Figure 2.

ZBP1 (Z-DNA binding protein 1) knockdown exacerbates increases in inflammatory cytokines in cardiomyocytes treated with mitochondrial DNA (mtDNA). A, mRNA levels of Zbp1 in neonatal rat ventricular myocytes (NRVMs) treated with or without small interfering RNA (siRNA) for ZBP1 (10 nmol/L) in the presence or absence of mtDNA (1000 ng/mL) for 24 hours (n=15).
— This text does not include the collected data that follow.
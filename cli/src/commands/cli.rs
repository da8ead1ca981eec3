use std::path::PathBuf;

use clap::{Args as ClapArgs, Parser, Subcommand};

#[derive(clap::ValueEnum, Debug, Clone, Copy, PartialEq, Eq)]
pub enum OutputFormat {
    Text,
    Jsonl,
}

impl OutputFormat {
    pub fn as_str(self) -> &'static str {
        match self {
            Self::Text => "text",
            Self::Jsonl => "jsonl",
        }
    }
}

#[derive(clap::ValueEnum, Debug, Clone, Copy, PartialEq, Eq, Default)]
pub enum StatusFormat {
    #[default]
    Text,
    Json,
}

#[derive(Parser, Debug)]
#[command(name = "artiflow", version, about = "Run staged artifact pipelines")]
pub struct Args {
    #[command(subcommand)]
    pub command: Commands,

    /// Config file; defaults to ~/.artiflow/config.toml, then ./config.toml.
    #[arg(long, global = true)]
    pub config: Option<PathBuf>,
}

#[derive(ClapArgs, Debug, Clone)]
pub struct RunArgs {
    /// Pipeline definition (TOML).
    #[arg(long)]
    pub pipeline: PathBuf,

    /// Session id; a random UUID when omitted.
    #[arg(long)]
    pub session: Option<String>,

    /// Template input available to tasks as `{{key}}` (KEY=VALUE).
    /// Can be specified multiple times.
    #[arg(long = "input", action = clap::ArgAction::Append)]
    pub input: Vec<String>,

    /// Overrides `[output] format`.
    #[arg(long, value_enum)]
    pub format: Option<OutputFormat>,

    #[arg(long)]
    pub ascii: bool,

    /// Print one line per event instead of progress bars.
    #[arg(long)]
    pub no_progress: bool,
}

#[derive(ClapArgs, Debug, Clone)]
pub struct StatusArgs {
    pub session_id: String,

    #[arg(long, value_enum, default_value_t = StatusFormat::Text)]
    pub format: StatusFormat,
}

#[derive(ClapArgs, Debug, Clone)]
pub struct ServeArgs {
    /// Pipeline definition served by the trigger and retry routes.
    #[arg(long)]
    pub pipeline: PathBuf,

    /// Overrides `[http_server] host`.
    #[arg(long)]
    pub host: Option<String>,

    /// Overrides `[http_server] port`.
    #[arg(long)]
    pub port: Option<u16>,
}

#[derive(Subcommand, Debug)]
pub enum Commands {
    /// Start a new session.
    Run(RunArgs),
    /// Re-run an existing session from its first stage.
    Retry(RunArgs),
    /// Print the progress of a session.
    Status(StatusArgs),
    /// Serve progress polling and run triggers over HTTP.
    Serve(ServeArgs),
}
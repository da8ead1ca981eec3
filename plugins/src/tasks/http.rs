//! HTTP plumbing shared by the network-backed tasks.

use std::time::Duration;

use artiflow_core::api::TaskError;
use reqwest::StatusCode;
use serde_json::Value;

const BODY_PREVIEW_LIMIT: usize = 512;

/// How a non-success HTTP status should be treated.
#[derive(Debug, Clone, Copy, PartialEq, Eq)]
pub enum HttpStatusClass {
    Success,
    /// 408, 429 and 5xx: worth another attempt.
    Retryable,
    Permanent,
}

impl HttpStatusClass {
    pub fn of(status: StatusCode) -> Self {
        if status.is_success() {
            Self::Success
        } else if status == StatusCode::TOO_MANY_REQUESTS
            || status == StatusCode::REQUEST_TIMEOUT
            || status.is_server_error()
        {
            Self::Retryable
        } else {
            Self::Permanent
        }
    }
}

pub(crate) fn build_client(timeout: Duration) -> anyhow::Result<reqwest::Client> {
    Ok(reqwest::Client::builder().timeout(timeout).build()?)
}

/// Transport failures (connect, timeout) are transient; anything else about
/// the request itself is fatal.
pub(crate) fn classify_reqwest(err: reqwest::Error, url: &str) -> TaskError {
    let msg = format!("request to {url} failed: {err}");
    if err.is_timeout() || err.is_connect() {
        TaskError::Transient(msg)
    } else if let Some(status) = err.status() {
        classify_status(status, url, "")
    } else if err.is_decode() || err.is_builder() {
        TaskError::Fatal(msg)
    } else {
        TaskError::Transient(msg)
    }
}

pub(crate) fn classify_status(status: StatusCode, url: &str, body: &str) -> TaskError {
    let msg = format!("{url} returned {status}: {}", preview_body(body));
    match HttpStatusClass::of(status) {
        HttpStatusClass::Retryable => TaskError::Transient(msg),
        _ => TaskError::Fatal(msg),
    }
}

pub(crate) fn preview_body(body: &str) -> String {
    let trimmed = body.trim();
    if trimmed.is_empty() {
        return "<empty body>".to_string();
    }

    let mut out: String = trimmed.chars().take(BODY_PREVIEW_LIMIT).collect();
    if trimmed.chars().count() > BODY_PREVIEW_LIMIT {
        out.push_str("...");
    }
    out
}

/// Read a JSON body, mapping non-2xx statuses through [`classify_status`].
pub(crate) async fn parse_json_response(resp: reqwest::Response) -> Result<Value, TaskError> {
    let status = resp.status();
    let url = resp.url().to_string();
    let body = resp
        .text()
        .await
        .map_err(|err| classify_reqwest(err, &url))?;

    if !status.is_success() {
        return Err(classify_status(status, &url, &body));
    }
    if body.trim().is_empty() {
        return Ok(Value::Null);
    }

    serde_json::from_str(&body).map_err(|err| {
        TaskError::Fatal(format!(
            "failed to decode response from {url}: {err} | body={}",
            preview_body(&body)
        ))
    })
}
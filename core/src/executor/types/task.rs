use std::collections::HashMap;
use std::fmt;

use serde::{Deserialize, Serialize};
use serde_json::Value;

/// Per-invocation information handed to a task.
#[derive(Debug, Clone, PartialEq, Eq)]
pub struct TaskInput {
    pub session_id: String,
    /// 1-based step number of the owning stage.
    pub step: usize,
    pub stage_name: String,
    pub task_name: String,
    /// 1-based attempt number within the current retry loop.
    pub attempt: u32,
}

/// Whether a task's failure aborts the pipeline.
#[derive(Debug, Clone, Copy, PartialEq, Eq, Serialize, Deserialize, Default)]
#[serde(rename_all = "snake_case")]
pub enum Criticality {
    #[default]
    Required,
    /// Failure degrades to the declared default output plus a step warning.
    Optional,
}

/// A required task that did not produce output.
#[derive(Debug, Clone, PartialEq, Eq, Serialize, Deserialize)]
pub struct TaskFailure {
    pub task: String,
    pub error: String,
    pub attempts: u32,
}

impl fmt::Display for TaskFailure {
    fn fmt(&self, f: &mut fmt::Formatter<'_>) -> fmt::Result {
        write!(
            f,
            "task '{}' failed after {} attempt(s): {}",
            self.task, self.attempts, self.error
        )
    }
}

#[derive(Debug, Clone, Copy, PartialEq, Eq, Serialize, Deserialize)]
#[serde(rename_all = "snake_case")]
pub enum TaskStatus {
    Succeeded,
    /// Optional task failed and its default output was used.
    Defaulted,
    Failed,
    Panicked,
}

#[derive(Debug, Clone, PartialEq, Serialize, Deserialize)]
pub struct TaskSummary {
    pub task: String,
    pub required: bool,
    pub status: TaskStatus,
    pub attempts: u32,
    pub duration_ms: u64,
    #[serde(default, skip_serializing_if = "Option::is_none")]
    pub error: Option<String>,
    #[serde(default, skip_serializing_if = "HashMap::is_empty")]
    pub metadata: HashMap<String, Value>,
}
use std::fs;
use std::net::SocketAddr;
use std::path::PathBuf;
use std::time::Duration;

use artiflow_core::api::{AppConfig, CliError};
use artiflow_plugins::factory::{build_context, build_orchestrator};
use axum::middleware;
use tokio::signal;
use tokio::sync::broadcast;
use tracing::{info, warn};
use uuid::Uuid;

use super::{
    middleware::{create_middleware_stack, request_logger},
    routes::create_router,
    AppState,
};
use crate::commands::cli::ServeArgs;
use crate::commands::run::load_definition;

const STATE_FILE: &str = "artiflow.state";

#[derive(Debug, Clone)]
pub struct ServerConfig {
    pub host: String,
    pub port: u16,
    pub request_timeout: Duration,
}

fn get_servers_dir() -> Result<PathBuf, CliError> {
    let home = dirs::home_dir()
        .ok_or_else(|| CliError::Command("Cannot find home directory".to_string()))?;
    let servers_dir = home.join(".artiflow").join("servers");
    fs::create_dir_all(&servers_dir)
        .map_err(|e| CliError::Command(format!("Failed to create servers directory: {e}")))?;
    Ok(servers_dir)
}

/// Lets local tools discover a running server.
fn write_state_file(server_id: &str, config: &ServerConfig, pipeline: &str) -> Result<(), CliError> {
    let state_file = get_servers_dir()?.join(STATE_FILE);

    let state = serde_json::json!({
        "server_id": server_id,
        "pipeline": pipeline,
        "port": config.port,
        "pid": std::process::id(),
        "url": format!("http://{}:{}", config.host, config.port),
        "started_at": chrono::Local::now().to_rfc3339()
    });
    let body = serde_json::to_string_pretty(&state)
        .map_err(|e| CliError::Command(format!("Failed to encode state file: {e}")))?;
    fs::write(&state_file, body)
        .map_err(|e| CliError::Command(format!("Failed to write state file: {e}")))?;

    info!("State file written to: {}", state_file.display());
    Ok(())
}

fn remove_state_file() {
    match get_servers_dir() {
        Ok(dir) => {
            let path = dir.join(STATE_FILE);
            if let Err(e) = fs::remove_file(&path) {
                warn!("Failed to remove state file: {}", e);
            } else {
                info!("State file removed: {}", path.display());
            }
        }
        Err(e) => warn!("Failed to locate state file: {}", e),
    }
}

/// `artiflow serve`
pub async fn handle_serve(args: ServeArgs, cfg: AppConfig) -> Result<i32, CliError> {
    let definition = load_definition(&args.pipeline)?;

    let config = ServerConfig {
        host: args.host.unwrap_or_else(|| cfg.http_server.host.clone()),
        port: args.port.unwrap_or(cfg.http_server.port),
        request_timeout: Duration::from_secs(cfg.http_server.request_timeout_secs.max(1)),
    };

    // Runs in the background of a server must not draw progress bars.
    let ctx = build_context(cfg, false).map_err(|e| CliError::Command(format!("{e:#}")))?;
    let orchestrator =
        build_orchestrator(&ctx, &definition).map_err(|e| CliError::Config(format!("{e:#}")))?;

    let server_id = Uuid::new_v4().to_string();
    let (shutdown_tx, _) = broadcast::channel(1);
    let state = AppState::new(server_id.clone(), ctx, orchestrator, shutdown_tx);

    write_state_file(&server_id, &config, &definition.name)?;
    let served = start_server(config, state).await;
    remove_state_file();

    served.map_err(|e| CliError::Command(e.to_string()))?;
    Ok(0)
}

pub async fn start_server(
    config: ServerConfig,
    state: AppState,
) -> Result<(), Box<dyn std::error::Error + Send + Sync>> {
    info!(
        server_id = %state.server_id,
        pipeline = %state.orchestrator.pipeline().name(),
        "Starting HTTP server on {}:{}",
        config.host,
        config.port
    );

    let app = create_router(state.clone())
        .layer(middleware::from_fn(request_logger))
        .layer(create_middleware_stack(config.request_timeout));

    let addr: SocketAddr = format!("{}:{}", config.host, config.port).parse()?;
    let listener = tokio::net::TcpListener::bind(&addr).await?;
    info!("HTTP server listening on http://{}", addr);

    let mut shutdown_rx = state.shutdown_tx.subscribe();
    axum::serve(listener, app)
        .with_graceful_shutdown(async move {
            tokio::select! {
                _ = signal::ctrl_c() => {
                    info!("Received Ctrl+C signal");
                }
                _ = shutdown_rx.recv() => {
                    info!("Received shutdown signal from API");
                }
                _ = wait_for_sigterm() => {
                    info!("Received SIGTERM signal");
                }
            }
            info!("Starting graceful shutdown...");
        })
        .await?;

    let active = state.orchestrator.registry().active();
    if !active.is_empty() {
        warn!(sessions = ?active, "server stopped with runs still in flight");
    }
    info!("Server shutdown complete");
    Ok(())
}

#[cfg(unix)]
async fn wait_for_sigterm() {
    use tokio::signal::unix::{signal, SignalKind};

    match signal(SignalKind::terminate()) {
        Ok(mut sigterm) => {
            sigterm.recv().await;
        }
        Err(e) => {
            warn!("Failed to install SIGTERM handler: {}", e);
            std::future::pending::<()>().await
        }
    }
}

#[cfg(not(unix))]
async fn wait_for_sigterm() {
    std::future::pending::<()>().await
}
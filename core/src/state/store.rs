use async_trait::async_trait;
use serde_json::Value;

use super::session::Session;
use super::view::ProgressView;
use crate::error::ProgressError;

/// Persisted per-session, per-step progress.
///
/// Writes are monotonic and repeated identical calls are no-ops. Reads return
/// a copy of the latest committed state and never block on running tasks.
#[async_trait]
pub trait ProgressStore: Send + Sync {
    /// Create the session with every step pending. With `reset` an existing
    /// session is re-created in place and its `attempt` counter incremented;
    /// without it an existing session is `AlreadyInitialized`.
    async fn initialize(
        &self,
        session_id: &str,
        step_names: &[String],
        reset: bool,
    ) -> Result<Session, ProgressError>;

    async fn start_step(
        &self,
        session_id: &str,
        step: usize,
        message: Option<String>,
    ) -> Result<(), ProgressError>;

    async fn complete_step(
        &self,
        session_id: &str,
        step: usize,
        result: Option<Value>,
    ) -> Result<(), ProgressError>;

    async fn add_step_warning(
        &self,
        session_id: &str,
        step: usize,
        warning: String,
    ) -> Result<(), ProgressError>;

    /// Fails the step and the session immediately.
    async fn fail_step(&self, session_id: &str, step: usize, error: String)
        -> Result<(), ProgressError>;

    async fn fail_session(&self, session_id: &str, error: String) -> Result<(), ProgressError>;

    async fn complete(&self, session_id: &str) -> Result<(), ProgressError>;

    async fn read(&self, session_id: &str) -> Result<Session, ProgressError>;

    async fn current_in_progress_step(&self, session_id: &str)
        -> Result<Option<usize>, ProgressError>;

    async fn list(&self) -> Vec<String>;

    async fn view(&self, session_id: &str) -> Result<ProgressView, ProgressError> {
        let session = self.read(session_id).await?;
        Ok(ProgressView::from(&session))
    }
}
use std::fmt;
use std::sync::Arc;
use std::time::Duration;

use crate::config::RetryConfig;

/// Observability hook invoked before each retry sleep with the failed
/// attempt's error and its 1-based attempt number.
pub type RetryHook = Arc<dyn Fn(&dyn fmt::Display, u32) + Send + Sync>;

#[derive(Clone)]
pub struct RetryOptions {
    /// Total attempts including the first one. 0 behaves like 1.
    pub max_attempts: u32,
    pub delay_ms: u64,
    /// Double the delay after every failed attempt.
    pub backoff: bool,
    /// Cap for a single sleep; 0 disables the cap.
    pub max_delay_ms: u64,
    pub on_retry: Option<RetryHook>,
}

impl RetryOptions {
    pub fn new(max_attempts: u32, delay_ms: u64) -> Self {
        Self {
            max_attempts,
            delay_ms,
            backoff: false,
            max_delay_ms: 0,
            on_retry: None,
        }
    }

    /// Single attempt, no retry.
    pub fn once() -> Self {
        Self::new(1, 0)
    }

    pub fn from_config(cfg: &RetryConfig) -> Self {
        Self {
            max_attempts: cfg.max_attempts,
            delay_ms: cfg.base_delay_ms,
            backoff: cfg.strategy != "fixed",
            max_delay_ms: cfg.max_delay_ms,
            on_retry: None,
        }
    }

    pub fn with_backoff(mut self, backoff: bool) -> Self {
        self.backoff = backoff;
        self
    }

    pub fn with_max_delay_ms(mut self, max_delay_ms: u64) -> Self {
        self.max_delay_ms = max_delay_ms;
        self
    }

    pub fn on_retry<F>(mut self, hook: F) -> Self
    where
        F: Fn(&dyn fmt::Display, u32) + Send + Sync + 'static,
    {
        self.on_retry = Some(Arc::new(hook));
        self
    }

    pub fn attempts(&self) -> u32 {
        self.max_attempts.max(1)
    }

    /// Sleep before the attempt following `attempt` (1-based).
    pub fn delay_for(&self, attempt: u32) -> Duration {
        let delay = if self.backoff {
            let exp = 1u64 << attempt.saturating_sub(1).min(30);
            self.delay_ms.saturating_mul(exp)
        } else {
            self.delay_ms
        };
        let delay = if self.max_delay_ms > 0 {
            delay.min(self.max_delay_ms)
        } else {
            delay
        };
        Duration::from_millis(delay)
    }
}

impl Default for RetryOptions {
    fn default() -> Self {
        Self::from_config(&RetryConfig::default())
    }
}

impl fmt::Debug for RetryOptions {
    fn fmt(&self, f: &mut fmt::Formatter<'_>) -> fmt::Result {
        f.debug_struct("RetryOptions")
            .field("max_attempts", &self.max_attempts)
            .field("delay_ms", &self.delay_ms)
            .field("backoff", &self.backoff)
            .field("max_delay_ms", &self.max_delay_ms)
            .field("on_retry", &self.on_retry.is_some())
            .finish()
    }
}
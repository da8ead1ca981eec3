//! artiflow-cli library: modules exposed for unit tests.

pub mod app;
pub mod commands;
pub mod http;
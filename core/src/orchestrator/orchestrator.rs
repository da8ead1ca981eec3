use std::panic::AssertUnwindSafe;
use std::sync::Arc;
use std::time::Instant;

use futures::FutureExt;
use tokio::task::JoinHandle;

use super::pipeline::Pipeline;
use super::registry::{RunGuard, RunRegistry};
use crate::error::PipelineError;
use crate::executor::{panic_message, RenderEvent, RunRenderer, StageInput};
use crate::state::ProgressStore;

/// Why a run ended in `failed`.
#[derive(Debug, Clone, Copy, PartialEq, Eq)]
pub enum FailureKind {
    /// A required task exhausted its attempts.
    RequiredTask,
    /// Anything outside the task result contract: aggregator error, panic,
    /// progress store failure.
    Internal,
}

#[derive(Debug, Clone)]
pub enum RunOutcome<C> {
    Completed {
        context: C,
    },
    Failed {
        /// Step that was marked failed; `None` when the session failed before
        /// any step started.
        step: Option<usize>,
        error: String,
        kind: FailureKind,
    },
}

impl<C> RunOutcome<C> {
    pub fn is_completed(&self) -> bool {
        matches!(self, Self::Completed { .. })
    }

    pub fn context(&self) -> Option<&C> {
        match self {
            Self::Completed { context } => Some(context),
            Self::Failed { .. } => None,
        }
    }
}

/// Drives a [`Pipeline`] stage by stage for one session at a time and records
/// every transition in the progress store.
pub struct Orchestrator<C> {
    pipeline: Arc<Pipeline<C>>,
    store: Arc<dyn ProgressStore>,
    renderer: Option<Arc<dyn RunRenderer>>,
    registry: RunRegistry,
    max_parallel: usize,
}

impl<C> Clone for Orchestrator<C> {
    fn clone(&self) -> Self {
        Self {
            pipeline: self.pipeline.clone(),
            store: self.store.clone(),
            renderer: self.renderer.clone(),
            registry: self.registry.clone(),
            max_parallel: self.max_parallel,
        }
    }
}

impl<C> Orchestrator<C>
where
    C: Send + Sync + 'static,
{
    pub fn new(pipeline: Pipeline<C>, store: Arc<dyn ProgressStore>) -> Self {
        Self {
            pipeline: Arc::new(pipeline),
            store,
            renderer: None,
            registry: RunRegistry::new(),
            max_parallel: 0,
        }
    }

    pub fn with_renderer(mut self, renderer: Arc<dyn RunRenderer>) -> Self {
        self.renderer = Some(renderer);
        self
    }

    /// Cap on concurrently running tasks within a fan-out stage; 0 means unbounded.
    pub fn with_max_parallel(mut self, max_parallel: usize) -> Self {
        self.max_parallel = max_parallel;
        self
    }

    pub fn pipeline(&self) -> &Pipeline<C> {
        &self.pipeline
    }

    pub fn store(&self) -> Arc<dyn ProgressStore> {
        self.store.clone()
    }

    pub fn registry(&self) -> &RunRegistry {
        &self.registry
    }

    /// Fresh run of a new session.
    pub async fn trigger(&self, session_id: &str, ctx: C) -> Result<RunOutcome<C>, PipelineError> {
        self.run(session_id, ctx, false).await
    }

    /// Re-initialize the session and replay every stage from the first.
    pub async fn retry(&self, session_id: &str, ctx: C) -> Result<RunOutcome<C>, PipelineError> {
        self.run(session_id, ctx, true).await
    }

    /// Run to completion.
    ///
    /// `Err` means the run never started (busy session, existing session
    /// without `reset`, empty pipeline). Once started, every failure is
    /// recorded in the store and reported as [`RunOutcome::Failed`].
    #[tracing::instrument(name = "pipeline.run", skip(self, ctx), fields(pipeline = %self.pipeline.name()))]
    pub async fn run(
        &self,
        session_id: &str,
        ctx: C,
        reset: bool,
    ) -> Result<RunOutcome<C>, PipelineError> {
        let guard = self.begin(session_id, reset).await?;
        Ok(self.execute(guard, ctx).await)
    }

    /// Claim and initialize the session now, then drive it in the background.
    ///
    /// Initialization errors are returned to the caller; the handle resolves
    /// with the outcome of the run.
    pub async fn spawn(
        &self,
        session_id: &str,
        ctx: C,
        reset: bool,
    ) -> Result<JoinHandle<RunOutcome<C>>, PipelineError> {
        let guard = self.begin(session_id, reset).await?;
        let this = self.clone();
        Ok(tokio::spawn(async move { this.execute(guard, ctx).await }))
    }

    async fn begin(&self, session_id: &str, reset: bool) -> Result<RunGuard, PipelineError> {
        if self.pipeline.is_empty() {
            return Err(PipelineError::EmptyPipeline(self.pipeline.name().to_string()));
        }
        let guard = self.registry.claim(session_id)?;
        self.store
            .initialize(session_id, &self.pipeline.stage_names(), reset)
            .await?;
        Ok(guard)
    }

    async fn execute(&self, guard: RunGuard, ctx: C) -> RunOutcome<C> {
        let session_id = guard.session_id().to_string();
        let started = Instant::now();
        self.render(RenderEvent::RunStart {
            session_id: session_id.clone(),
            pipeline: self.pipeline.name().to_string(),
            total_stages: self.pipeline.len(),
        });

        let outcome = match AssertUnwindSafe(self.drive(&session_id, ctx))
            .catch_unwind()
            .await
        {
            Ok(Ok(outcome)) => outcome,
            Ok(Err(err)) => self.fail_internal(&session_id, err.to_string()).await,
            Err(panic) => {
                let msg = format!("panic: {}", panic_message(panic.as_ref()));
                self.fail_internal(&session_id, msg).await
            }
        };

        let duration_ms = started.elapsed().as_millis() as u64;
        let (failed_step, error) = match &outcome {
            RunOutcome::Completed { .. } => {
                tracing::info!(session_id = %session_id, duration_ms, "pipeline completed");
                (None, None)
            }
            RunOutcome::Failed { step, error, kind } => {
                tracing::error!(
                    session_id = %session_id,
                    step = ?step,
                    kind = ?kind,
                    error = %error,
                    duration_ms,
                    "pipeline failed"
                );
                (*step, Some(error.clone()))
            }
        };
        self.render(RenderEvent::RunEnd {
            session_id,
            success: outcome.is_completed(),
            failed_step,
            error,
            duration_ms,
        });

        drop(guard);
        outcome
    }

    async fn drive(&self, session_id: &str, mut ctx: C) -> Result<RunOutcome<C>, PipelineError> {
        let total = self.pipeline.len();

        for (idx, stage) in self.pipeline.stages().iter().enumerate() {
            let step = idx + 1;
            let message = stage
                .description()
                .map(str::to_string)
                .unwrap_or_else(|| format!("running {}", stage.name()));
            self.store.start_step(session_id, step, Some(message)).await?;

            let stage_started = Instant::now();
            self.render(RenderEvent::StageStart {
                session_id: session_id.to_string(),
                step,
                total_stages: total,
                stage: stage.name().to_string(),
                tasks: stage.task_names(),
            });

            let input = StageInput {
                session_id: session_id.to_string(),
                step,
                total_stages: total,
                max_parallel: self.max_parallel,
                renderer: self.renderer.clone(),
            };
            let report = match stage.run(&input, ctx).await {
                Ok(report) => report,
                Err(failure) => {
                    self.record_warnings(session_id, step, &failure.warnings).await?;
                    return Err(failure.error);
                }
            };
            self.record_warnings(session_id, step, &report.warnings).await?;

            self.render(RenderEvent::StageEnd {
                session_id: session_id.to_string(),
                step,
                stage: stage.name().to_string(),
                success: report.is_success(),
                warnings: report.warnings.clone(),
                duration_ms: stage_started.elapsed().as_millis() as u64,
            });

            if let Some(failure) = &report.critical_failure {
                let error = failure.to_string();
                self.store.fail_step(session_id, step, error.clone()).await?;
                return Ok(RunOutcome::Failed {
                    step: Some(step),
                    error,
                    kind: FailureKind::RequiredTask,
                });
            }

            self.store
                .complete_step(session_id, step, Some(report.summary()))
                .await?;
            ctx = report.context;
        }

        self.store.complete(session_id).await?;
        Ok(RunOutcome::Completed { context: ctx })
    }

    async fn record_warnings(
        &self,
        session_id: &str,
        step: usize,
        warnings: &[String],
    ) -> Result<(), PipelineError> {
        for warning in warnings {
            self.store
                .add_step_warning(session_id, step, warning.clone())
                .await?;
        }
        Ok(())
    }

    /// Record an error that escaped the stage loop against the active step,
    /// or against the session when no step is active.
    async fn fail_internal(&self, session_id: &str, error: String) -> RunOutcome<C> {
        let step = match self.store.current_in_progress_step(session_id).await {
            Ok(step) => step,
            Err(e) => {
                tracing::error!(session_id, error = %e, "cannot read active step");
                None
            }
        };

        let recorded = match step {
            Some(n) => self.store.fail_step(session_id, n, error.clone()).await,
            None => self.store.fail_session(session_id, error.clone()).await,
        };
        if let Err(e) = recorded {
            tracing::error!(session_id, error = %e, "failed to record internal error");
        }

        RunOutcome::Failed {
            step,
            error,
            kind: FailureKind::Internal,
        }
    }

    fn render(&self, event: RenderEvent) {
        if let Some(renderer) = &self.renderer {
            renderer.render(&event);
        }
    }
}
//! Bounded retry with backoff, and polling of external long-running jobs.

mod execute;
mod options;
mod poll;

pub use execute::execute_with_retry;
pub use options::{RetryHook, RetryOptions};
pub use poll::{poll_until, PollStatus};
The experiment was conducted 5×. B, Representative immunoblots of ZBP1 (n=9), RIPK3 (receptor interacting protein kinase; n=12), phosphorylated NF-κB (nuclear factor-κB; Ser 536), NF-κB (n=15), NLRP3 (nucleotide-binding domain and leucine-rich-repeat family pyrin domain containing 3; n=9), and GAPDH in NRVMs treated with or without small interfering RNA (siRNA) for ZBP1 (10 nmol/L) in the presence or absence of mtDNA (1000 ng/mL) for 24 hours. The experiment was conducted 3 (ZBP1 and NLRP3), 4 (RIPK3), and 5× (NF-κB). C, mRNA levels of Il1b (n=15) and Il6 (n=18) in NRVMs treated with or without siRNA for ZBP1 (10 nmol/L) in the presence or absence of mtDNA (1000 ng/mL) for 24 hours. The experiment was conducted 5 (Il1b) or 6 (Il6) ×. D, Representative immunoblots of TBK1, phosphorylated TBK1, and GAPDH in NRVMs treated with or without siRNA for ZBP1 (10 nmol/L) in the presence or absence of mtDNA (1000 ng/mL) for 24 hours (n=12). The experiment was conducted 4×. Error bars denote standard errors. Data were analyzed using the Wilcoxon rank sum test (C and E; adjust=3), and 2-way ANOVA followed by Tukey multiple comparisons test (A, B, and D).